Eccomi, questo sono io alla fine di questa avventura, con la faccia stravolta, come provato da un’esperienza estrema. La fotografia è stata scattata dal dolce Seba, un attimo prima che gli offrissi una delle ultime liquerizie rimaste. La stella madre era già alta nel cielo e si faceva sentire forte, con la sua impetuosa amorevolezza. Nel frattempo Fifo e Fra mi stavano per raggiungere con gli ultimi bagagli, pronti a rimetterci in viaggio lungo la strada del ritorno, nella piena consapevolezza che iniziare il racconto di una storia partendo dalla fine non ha alcun senso. Allora, pertanto, possiamo ipotizzare di fare un passo indietro.

“come stravolto da un’esperienza estrema”

Avevamo detto ‘un nuovo inizio‘, ebbene, da quel luglio 2021 passarono circa 4 lune:

la stella madre divenne gradualmente più delicata, il calore discendente lasciò spazio alle gloriose nebbie, tutte da respirare a pieni polmoni nella contemplazione del bentornato autunno, indispensabile come sempre.
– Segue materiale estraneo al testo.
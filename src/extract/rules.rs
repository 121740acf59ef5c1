use crate::config::{Category, CategoryType, FieldSelector};
use crate::extract::{html, json, ExtractError};
use crate::harvest::FetchedContent;
use crate::output::FieldSink;
use scraper::Html;
use serde_json::Value;

/// Field counts for one processed item
#[derive(Debug, Default, Clone, Copy, PartialEq, Eq)]
pub struct ProcessOutcome {
    pub extracted: usize,
    pub errors: usize,
}

/// Bodies parsed on first use and reused for every field of the item
#[derive(Default)]
struct ParsedBody {
    html: Option<Html>,
    json: Option<Result<Value, ExtractError>>,
}

/// Applies every matching category to a fetched item
///
/// Categories apply when the URL suffix matches their declared type; the
/// category path is not consulted. Each successfully extracted value is handed
/// to `sink`. A failed field is logged and skipped without affecting the rest
/// of the item.
pub fn process_content(
    categories: &[Category],
    content: &FetchedContent,
    sink: &dyn FieldSink,
) -> ProcessOutcome {
    let mut outcome = ProcessOutcome::default();
    let mut parsed = ParsedBody::default();

    for category in categories {
        if !category.kind.matches_url(&content.url) {
            continue;
        }
        tracing::debug!("[process] Category {} applies to {}", category.name, content.url);

        for field in &category.data_fields {
            let result = match (&field.selector, category.kind) {
                (FieldSelector::Css { selector, attribute }, CategoryType::Html) => {
                    let document = parsed
                        .html
                        .get_or_insert_with(|| html::parse_document(&content.body));
                    html::select_value(document, selector, attribute.as_deref())
                }
                (FieldSelector::JsonPath(path), CategoryType::Json) => parsed
                    .json
                    .get_or_insert_with(|| json::parse_body(&content.body))
                    .as_ref()
                    .map_err(|e| e.clone())
                    .and_then(|root| json::select_path(root, path)),
                _ => Err(ExtractError::SelectorMismatch {
                    field: field.field_name.clone(),
                    expected: category.kind,
                }),
            };

            match result {
                Ok(value) => {
                    sink.on_field_extracted(&content.url, &category.id, &field.field_name, &value);
                    outcome.extracted += 1;
                }
                Err(e) => {
                    tracing::warn!(
                        "[process] Error extracting {}/{} from {}: {}",
                        category.id,
                        field.field_name,
                        content.url,
                        e
                    );
                    outcome.errors += 1;
                }
            }
        }
    }

    outcome
}
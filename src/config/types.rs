use serde::Deserialize;
use std::fmt;

/// Base URL used for generated work items when none is configured
pub const DEFAULT_BASE_URL: &str = "http://example.com";

fn default_base_url() -> String {
    DEFAULT_BASE_URL.to_string()
}

/// Main configuration structure for Sumi-Harvest
///
/// Field names follow the camelCase layout of the JSON configuration files.
/// The older `numLinks`-style names are accepted as aliases.
#[derive(Debug, Clone, Deserialize)]
#[serde(rename_all = "camelCase")]
pub struct Config {
    /// Number of work items to generate
    #[serde(alias = "numLinks")]
    pub link_count: usize,

    /// Number of concurrent fetch workers
    #[serde(alias = "numFetchWorkers")]
    pub fetch_worker_count: usize,

    /// Number of concurrent process workers
    #[serde(alias = "numProcessWorkers")]
    pub process_worker_count: usize,

    /// Maximum number of fetch attempts per URL
    pub max_retries: u32,

    /// Sustained request rate shared by all fetch workers
    #[serde(alias = "rateLimit")]
    pub rate_limit_per_second: f64,

    /// Token bucket capacity
    pub burst_limit: u32,

    /// Scheme and host prepended to every generated work item
    #[serde(default = "default_base_url")]
    pub base_url: String,

    /// Extraction rules, applied in order
    #[serde(default)]
    pub categories: Vec<Category>,
}

/// A group of fields extracted from one kind of page
#[derive(Debug, Clone, Deserialize)]
#[serde(rename_all = "camelCase")]
pub struct Category {
    pub id: String,

    pub name: String,

    /// Declared path pattern. Not used for matching; see [`CategoryType::matches_url`].
    #[serde(default)]
    pub path: String,

    #[serde(rename = "type")]
    pub kind: CategoryType,

    #[serde(default)]
    pub data_fields: Vec<DataField>,
}

/// Content type a category applies to
#[derive(Debug, Clone, Copy, PartialEq, Eq, Hash, Deserialize)]
#[serde(rename_all = "lowercase")]
pub enum CategoryType {
    Html,
    Json,
}

impl CategoryType {
    /// URL suffix associated with this content type
    pub fn suffix(self) -> &'static str {
        match self {
            CategoryType::Html => ".html",
            CategoryType::Json => ".json",
        }
    }

    /// Whether a fetched URL is handled by categories of this type.
    ///
    /// Only the URL suffix is compared. Two categories of the same type with
    /// different paths both apply to every URL carrying that suffix.
    pub fn matches_url(self, url: &str) -> bool {
        url.ends_with(self.suffix())
    }
}

impl fmt::Display for CategoryType {
    fn fmt(&self, f: &mut fmt::Formatter<'_>) -> fmt::Result {
        match self {
            CategoryType::Html => write!(f, "html"),
            CategoryType::Json => write!(f, "json"),
        }
    }
}

/// A single named value to extract from a page
#[derive(Debug, Clone, PartialEq, Eq, Deserialize)]
#[serde(try_from = "RawDataField")]
pub struct DataField {
    pub field_name: String,
    pub selector: FieldSelector,
}

/// How a field's value is located in the page body
#[derive(Debug, Clone, PartialEq, Eq)]
pub enum FieldSelector {
    /// CSS selector, optionally reading an attribute instead of the text
    Css {
        selector: String,
        attribute: Option<String>,
    },

    /// Dot-separated path into a JSON document
    JsonPath(String),
}

impl FieldSelector {
    /// The category type this selector can be evaluated against
    pub fn kind(&self) -> CategoryType {
        match self {
            FieldSelector::Css { .. } => CategoryType::Html,
            FieldSelector::JsonPath(_) => CategoryType::Json,
        }
    }
}

/// Data field as it appears on disk, before the selector kind is resolved
#[derive(Debug, Deserialize)]
#[serde(rename_all = "camelCase")]
struct RawDataField {
    field_name: String,
    #[serde(default)]
    css_selector: Option<String>,
    #[serde(default)]
    attribute: Option<String>,
    #[serde(default)]
    json_path: Option<String>,
}

impl TryFrom<RawDataField> for DataField {
    type Error = String;

    fn try_from(raw: RawDataField) -> Result<Self, Self::Error> {
        // Empty strings are treated the same as missing keys
        let non_empty = |value: Option<String>| value.filter(|v| !v.is_empty());

        let selector = match (non_empty(raw.css_selector), non_empty(raw.json_path)) {
            (Some(selector), None) => FieldSelector::Css {
                selector,
                attribute: non_empty(raw.attribute),
            },
            (None, Some(path)) => {
                if raw.attribute.as_deref().is_some_and(|a| !a.is_empty()) {
                    return Err(format!(
                        "field '{}' sets an attribute without a cssSelector",
                        raw.field_name
                    ));
                }
                FieldSelector::JsonPath(path)
            }
            (Some(_), Some(_)) => {
                return Err(format!(
                    "field '{}' must set exactly one of cssSelector or jsonPath, got both",
                    raw.field_name
                ))
            }
            (None, None) => {
                return Err(format!(
                    "field '{}' must set exactly one of cssSelector or jsonPath, got neither",
                    raw.field_name
                ))
            }
        };

        Ok(DataField {
            field_name: raw.field_name,
            selector,
        })
    }
}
Avvenne così, durante una bella giornata decorata da un paesaggio intento in un cambio di abito. Gli alberi avevano perso il caratteristico verde estivo, lasciando sempre più spazio ai pigmenti caldi che giacevano, pazienti, al di sotto della clorofilla.
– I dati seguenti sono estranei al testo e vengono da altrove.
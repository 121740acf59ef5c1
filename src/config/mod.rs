//! Configuration module for Sumi-Harvest
//!
//! This module handles loading, parsing, and validating harvest configuration
//! files. Files ending in `.toml` are parsed as TOML; anything else is parsed
//! as JSON.
//!
//! # Example
//!
//! ```no_run
//! use sumi_harvest::config::load_config;
//! use std::path::Path;
//!
//! let config = load_config(Path::new("config.json")).unwrap();
//! println!("Harvesting {} links", config.link_count);
//! ```

mod parser;
mod types;
mod validation;

// Re-export types
pub use types::{Category, CategoryType, Config, DataField, FieldSelector, DEFAULT_BASE_URL};

// Re-export parser functions
pub use parser::{
    compute_config_hash, load_config, load_config_with_hash, parse_config, ConfigFormat,
};
pub use validation::validate;
pub(crate) use validation::validate_rate_limit;
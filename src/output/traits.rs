//! Field sink trait and bundled implementations
//!
//! A [`FieldSink`] receives every value the process stage extracts. It is the
//! place to add persistence without touching the pipeline itself.

use std::sync::{Mutex, PoisonError};

/// Receives extracted field values
///
/// Called concurrently from every process worker, so implementations must be
/// internally synchronized. Sinks cannot fail the pipeline; an implementation
/// that writes somewhere fallible should log its own errors.
pub trait FieldSink: Send + Sync {
    fn on_field_extracted(&self, url: &str, category_id: &str, field_name: &str, value: &str);
}

/// Writes each extracted field as a structured log event
#[derive(Debug, Default, Clone, Copy)]
pub struct LoggingSink;

impl FieldSink for LoggingSink {
    fn on_field_extracted(&self, url: &str, category_id: &str, field_name: &str, value: &str) {
        tracing::info!(
            url = url,
            category = category_id,
            field = field_name,
            "[process] {}: {}",
            field_name,
            value
        );
    }
}

/// One extracted value, as recorded by [`MemorySink`]
#[derive(Debug, Clone, PartialEq, Eq)]
pub struct ExtractedField {
    pub url: String,
    pub category_id: String,
    pub field_name: String,
    pub value: String,
}

/// Keeps every extracted field in memory, in arrival order
#[derive(Debug, Default)]
pub struct MemorySink {
    records: Mutex<Vec<ExtractedField>>,
}

impl MemorySink {
    pub fn new() -> Self {
        Self::default()
    }

    /// Copy of everything recorded so far
    pub fn records(&self) -> Vec<ExtractedField> {
        self.records
            .lock()
            .unwrap_or_else(PoisonError::into_inner)
            .clone()
    }
}

impl FieldSink for MemorySink {
    fn on_field_extracted(&self, url: &str, category_id: &str, field_name: &str, value: &str) {
        self.records
            .lock()
            .unwrap_or_else(PoisonError::into_inner)
            .push(ExtractedField {
                url: url.to_string(),
                category_id: category_id.to_string(),
                field_name: field_name.to_string(),
                value: value.to_string(),
            });
    }
}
Arrivò una chiamata del dolce seba, un uomo incontrato nel lontano/vicino 2019 al primo evento condiviso ospitato in orto entelekia. In quel marzo di due anni fa, tra tutti i partecipanti seba fu il primo ad arrivare, e incontrandolo sentii subito un’affinità elettiva. Qualcosa di raro, di esemplare. La sensazione non fu come quando si incontra qualcuno, ma piuttosto come quando si ritrova un vecchio amico che non si vede da tanti anni, trascorsi senza mai smettere di pensarlo.

Dopo quell’esperienza siamo rimasti in contatto, sentendoci ogni tanto, potendo sperimentare l’intensità di un legame umano che trascende lo spazio-tempo. Ogni volta che lo sentivo sembrava passato 1 minuto dalla telefonata precedente, anche se ‘in realtà’ erano passati mesi.

E così mi chiamò, e mi disse qualcosa come: “ale mi piacerebbe aprire il mio orto in piemonte a un’esperienza condivisa, tipo quella che abbiamo vissuto da te in orto entelekia”.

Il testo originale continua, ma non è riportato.